WHAT THE TASK REQUIRES: If a line comes after the one containing "stack.push(seed);", leave it out; copy every line before it, and that line too, exactly as written, starting from the first line of the entries.

DATASET RECORDS:
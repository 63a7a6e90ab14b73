//! Closures and powerset determinisation. `powerset` is an **iterative worklist**: the original
//! generator's recursive `find_state_sets`
//! (`original_source/src/compiler/generator/automaton.cc`) can overflow the call stack on
//! pathological inputs (spec §9's explicit design note); this version keeps an explicit `Vec`
//! as the unexplored-subset stack instead.

use std::collections::{HashMap, HashSet};

use crate::dfa::Dfa;
use crate::error::OverflowError;
use crate::nfa::{Nfa, EPSILON};

/// `ε*(seeds)`: the least superset of `seeds` closed under epsilon edges, as a sorted,
/// deduplicated vector — the canonical form subsets are keyed by during powerset, mirroring the
/// teacher's sorted-vec subset key (`dandy::nfa::Nfa::to_dfa`'s `set_to_vec`) rather than a raw
/// `HashSet`, so structurally-equal subsets merge.
pub fn epsilon_closure(nfa: &Nfa, seeds: impl IntoIterator<Item = u16>) -> Vec<u16> {
    let mut visited: HashSet<u16> = HashSet::new();
    let mut stack: Vec<u16> = Vec::new();
    for seed in seeds {
        if visited.insert(seed) {
            stack.push(seed);
        }
    }
    while let Some(state) = stack.pop() {
        for &(label, to) in &nfa.edges[state as usize] {
            if label == EPSILON && visited.insert(to) {
                stack.push(to);
            }
        }
    }
    let mut result: Vec<u16> = visited.into_iter().collect();
    result.sort_unstable();
    result
}

/// `move(S, a) = ⋃_{q ∈ S} { q' | (q, q', a) ∈ edges }`.
pub fn move_on(nfa: &Nfa, states: &[u16], label: u32) -> Vec<u16> {
    let mut result = Vec::new();
    for &state in states {
        for &(l, to) in &nfa.edges[state as usize] {
            if l == label {
                result.push(to);
            }
        }
    }
    result
}

/// `δ(S, a) = ε*(move(S, a))`.
pub fn input_closure(nfa: &Nfa, states: &[u16], label: u32) -> Vec<u16> {
    epsilon_closure(nfa, move_on(nfa, states, label))
}

/// Converts `nfa` to an equivalent (untagged) [Dfa] by powerset construction, plus the subset
/// each DFA state was discovered from — consumed afterward by [crate::dfa::tag] to resolve rule
/// priority. DFA state indices are assigned in discovery order starting from `S₀ = ε*(initial)`.
pub fn powerset(nfa: &Nfa) -> Result<(Dfa, Vec<Vec<u16>>), OverflowError> {
    let mut subsets: Vec<Vec<u16>> = Vec::new();
    let mut index_of: HashMap<Vec<u16>, u32> = HashMap::new();
    let mut edges: Vec<Vec<(u32, u32)>> = Vec::new();
    let mut worklist: Vec<u32> = Vec::new();
    let mut trap: Option<u32> = None;

    let initial_subset = epsilon_closure(nfa, [nfa.initial]);
    index_of.insert(initial_subset.clone(), 0);
    subsets.push(initial_subset);
    edges.push(Vec::new());
    worklist.push(0);

    while let Some(k) = worklist.pop() {
        for label in 1..=nfa.alphabet_size {
            let target = input_closure(nfa, &subsets[k as usize], label);
            let is_trap = target.is_empty();

            let target_idx = match index_of.get(&target) {
                Some(&idx) => idx,
                None => {
                    let idx = subsets.len() as u32;
                    if idx >= u16::MAX as u32 {
                        return Err(OverflowError::states(idx as u64 + 1));
                    }
                    index_of.insert(target.clone(), idx);
                    subsets.push(target);
                    edges.push(Vec::new());
                    worklist.push(idx);
                    idx
                }
            };

            if is_trap {
                trap = Some(target_idx);
            }
            edges[k as usize].push((label, target_idx));
        }
    }

    let final_set: HashSet<u16> = subsets
        .iter()
        .enumerate()
        .filter(|(_, subset)| subset.iter().any(|&q| nfa.is_final(q)))
        .map(|(idx, _)| idx as u16)
        .collect();

    let dfa = Dfa {
        state_count: subsets.len() as u16,
        initial: 0,
        final_set,
        alphabet_size: nfa.alphabet_size,
        edges: edges
            .into_iter()
            .map(|row| row.into_iter().map(|(label, to)| (label, to as u16)).collect())
            .collect(),
        dfa_final: HashMap::new(),
        trap: trap.map(|t| t as u16),
    };
    Ok((dfa, subsets))
}
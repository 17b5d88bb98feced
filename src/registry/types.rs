use chrono::{DateTime, Utc};
use serde::{Deserialize, Serialize, Serializer};
use std::fmt;
use url::Url;

use crate::backend::{BackendKind, ResolvedParams, DEFAULT_MAX_TOKENS, DEFAULT_TEMPERATURE, DEFAULT_TOP_P};
use crate::error::ApiError;

/// Probe timeout used when an entry does not configure one.
pub const DEFAULT_PROBE_TIMEOUT_MS: u64 = 5000;

#[derive(Debug, Clone, Copy, PartialEq, Eq, Default, Serialize, Deserialize)]
#[serde(rename_all = "lowercase")]
pub enum HealthStatus {
    Online,
    #[default]
    Offline,
    Error,
}

impl fmt::Display for HealthStatus {
    fn fmt(&self, f: &mut fmt::Formatter<'_>) -> fmt::Result {
        f.write_str(match self {
            HealthStatus::Online => "online",
            HealthStatus::Offline => "offline",
            HealthStatus::Error => "error",
        })
    }
}

/// Optional generation knobs. Used both for per-entry defaults and for the
/// per-request overrides sent to the generation proxy.
#[derive(Debug, Clone, Copy, Default, PartialEq, Serialize, Deserialize)]
#[serde(rename_all = "camelCase")]
pub struct GenerationParams {
    #[serde(default, skip_serializing_if = "Option::is_none")]
    pub max_tokens: Option<u32>,
    #[serde(default, skip_serializing_if = "Option::is_none")]
    pub temperature: Option<f64>,
    #[serde(default, skip_serializing_if = "Option::is_none")]
    pub top_p: Option<f64>,
    #[serde(default, skip_serializing_if = "Option::is_none")]
    pub timeout_ms: Option<u64>,
}

impl GenerationParams {
    /// Merges `self` (the request) over `defaults` (the entry) over the
    /// fallback constants.
    pub fn resolve(&self, defaults: &GenerationParams) -> ResolvedParams {
        ResolvedParams {
            max_tokens: self
                .max_tokens
                .or(defaults.max_tokens)
                .unwrap_or(DEFAULT_MAX_TOKENS),
            temperature: self
                .temperature
                .or(defaults.temperature)
                .unwrap_or(DEFAULT_TEMPERATURE),
            top_p: self.top_p.or(defaults.top_p).unwrap_or(DEFAULT_TOP_P),
        }
    }

    pub fn timeout_ms_over(&self, defaults: &GenerationParams) -> Option<u64> {
        self.timeout_ms.or(defaults.timeout_ms)
    }
}

#[derive(Debug, Clone, Serialize)]
#[serde(rename_all = "camelCase")]
pub struct RegistryEntry {
    pub id: String,
    pub display_name: String,
    pub kind: BackendKind,
    pub endpoint_url: String,
    #[serde(rename = "hasAuthToken", serialize_with = "serialize_presence")]
    pub auth_token: Option<String>,
    pub generation_defaults: GenerationParams,
    pub last_known_status: HealthStatus,
    pub last_checked_at: Option<DateTime<Utc>>,
    pub created_at: DateTime<Utc>,
    pub updated_at: DateTime<Utc>,
}

impl RegistryEntry {
    pub fn probe_timeout_ms(&self) -> u64 {
        self.generation_defaults
            .timeout_ms
            .unwrap_or(DEFAULT_PROBE_TIMEOUT_MS)
    }
}

fn serialize_presence<S: Serializer>(token: &Option<String>, serializer: S) -> Result<S::Ok, S::Error> {
    serializer.serialize_bool(token.as_deref().is_some_and(|t| !t.is_empty()))
}

/// Body of `POST /v1/registry`.
#[derive(Debug, Clone, Default, Deserialize)]
#[serde(rename_all = "camelCase")]
pub struct NewEntry {
    #[serde(default)]
    pub display_name: String,
    #[serde(default)]
    pub kind: String,
    #[serde(default)]
    pub endpoint_url: String,
    #[serde(default)]
    pub auth_token: Option<String>,
    #[serde(default)]
    pub generation_defaults: Option<GenerationParams>,
}

/// Body of `PUT /v1/registry`. An omitted `authToken` keeps the stored one.
#[derive(Debug, Clone, Default, Deserialize)]
#[serde(rename_all = "camelCase")]
pub struct EntryUpdate {
    #[serde(default)]
    pub id: String,
    #[serde(flatten)]
    pub fields: NewEntry,
}

/// Validated form of [`NewEntry`].
#[derive(Debug, Clone)]
pub struct EntryFields {
    pub display_name: String,
    pub kind: BackendKind,
    pub endpoint_url: String,
    pub auth_token: Option<String>,
    pub generation_defaults: GenerationParams,
}

impl NewEntry {
    pub fn validate(self) -> Result<EntryFields, ApiError> {
        let display_name = self.display_name.trim().to_string();
        if display_name.is_empty() {
            return Err(ApiError::Validation("displayName is required".to_string()));
        }

        if self.kind.trim().is_empty() {
            return Err(ApiError::Validation("kind is required".to_string()));
        }
        let kind = self
            .kind
            .parse::<BackendKind>()
            .map_err(|e| ApiError::Validation(e.to_string()))?;

        let endpoint_url = self.endpoint_url.trim().to_string();
        if endpoint_url.is_empty() {
            return Err(ApiError::Validation("endpointUrl is required".to_string()));
        }
        let parsed = Url::parse(&endpoint_url)
            .map_err(|e| ApiError::Validation(format!("endpointUrl is not a valid URL: {}", e)))?;
        if !matches!(parsed.scheme(), "http" | "https") {
            return Err(ApiError::Validation(format!(
                "endpointUrl must use http or https, got '{}'",
                parsed.scheme()
            )));
        }

        let defaults = self.generation_defaults.unwrap_or_default();
        if let Some(t) = defaults.temperature {
            if !(0.0..=2.0).contains(&t) {
                return Err(ApiError::Validation("temperature must be within 0..=2".to_string()));
            }
        }
        if let Some(p) = defaults.top_p {
            if !(0.0..=1.0).contains(&p) {
                return Err(ApiError::Validation("topP must be within 0..=1".to_string()));
            }
        }

        Ok(EntryFields {
            display_name,
            kind,
            endpoint_url,
            auth_token: self.auth_token.filter(|t| !t.is_empty()),
            generation_defaults: defaults,
        })
    }
}

#[cfg(test)]
mod tests {
    use super::*;

    fn new_entry(name: &str, kind: &str, url: &str) -> NewEntry {
        NewEntry {
            display_name: name.to_string(),
            kind: kind.to_string(),
            endpoint_url: url.to_string(),
            ..Default::default()
        }
    }

    #[test]
    fn validation_requires_fields() {
        assert!(matches!(
            new_entry("", "ollama-like", "http://x").validate(),
            Err(ApiError::Validation(_))
        ));
        assert!(matches!(
            new_entry("Local", "", "http://x").validate(),
            Err(ApiError::Validation(_))
        ));
        assert!(matches!(
            new_entry("Local", "ollama-like", "").validate(),
            Err(ApiError::Validation(_))
        ));
        assert!(matches!(
            new_entry("Local", "ollama-like", "ftp://x").validate(),
            Err(ApiError::Validation(_))
        ));
        assert!(matches!(
            new_entry("Local", "mystery", "http://x").validate(),
            Err(ApiError::Validation(_))
        ));

        let fields = new_entry(" Local ", "ollama-like", "http://x").validate().unwrap();
        assert_eq!(fields.display_name, "Local");
        assert_eq!(fields.kind, BackendKind::Ollama);
    }

    #[test]
    fn request_params_win_over_entry_defaults() {
        let request = GenerationParams {
            max_tokens: Some(10),
            ..Default::default()
        };
        let defaults = GenerationParams {
            max_tokens: Some(500),
            temperature: Some(0.2),
            ..Default::default()
        };
        let resolved = request.resolve(&defaults);
        assert_eq!(resolved.max_tokens, 10);
        assert_eq!(resolved.temperature, 0.2);
        assert_eq!(resolved.top_p, DEFAULT_TOP_P);
    }

    #[test]
    fn auth_token_is_never_serialized() {
        let now = Utc::now();
        let entry = RegistryEntry {
            id: "a".into(),
            display_name: "Local".into(),
            kind: BackendKind::Ollama,
            endpoint_url: "http://x".into(),
            auth_token: Some("secret".into()),
            generation_defaults: GenerationParams::default(),
            last_known_status: HealthStatus::Offline,
            last_checked_at: None,
            created_at: now,
            updated_at: now,
        };
        let json = serde_json::to_value(&entry).unwrap();
        assert_eq!(json["hasAuthToken"], true);
        assert_eq!(json["kind"], "ollama-like");
        assert_eq!(json["lastKnownStatus"], "offline");
        assert!(!json.to_string().contains("secret"));
    }
}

ANSWER SECTION:
repository 63a7a6e90ab14b73
//! Closures and powerset determinisation. `powerset` is an **iterative worklist**: the original
//! generator's recursive `find_state_sets`
//! (`original_source/src/compiler/generator/automaton.cc`) can overflow the call stack on
//! pathological inputs (spec §9's explicit design note); this version keeps an explicit `Vec`
//! as the unexplored-subset stack instead.

use std::collections::{HashMap, HashSet};

use crate::dfa::Dfa;
use crate::error::OverflowError;
use crate::nfa::{Nfa, EPSILON};

/// `ε*(seeds)`: the least superset of `seeds` closed under epsilon edges, as a sorted,
/// deduplicated vector — the canonical form subsets are keyed by during powerset, mirroring the
/// teacher's sorted-vec subset key (`dandy::nfa::Nfa::to_dfa`'s `set_to_vec`) rather than a raw
/// `HashSet`, so structurally-equal subsets merge.
pub fn epsilon_closure(nfa: &Nfa, seeds: impl IntoIterator<Item = u16>) -> Vec<u16> {
    let mut visited: HashSet<u16> = HashSet::new();
    let mut stack: Vec<u16> = Vec::new();
    for seed in seeds {
        if visited.insert(seed) {
            stack.push(seed);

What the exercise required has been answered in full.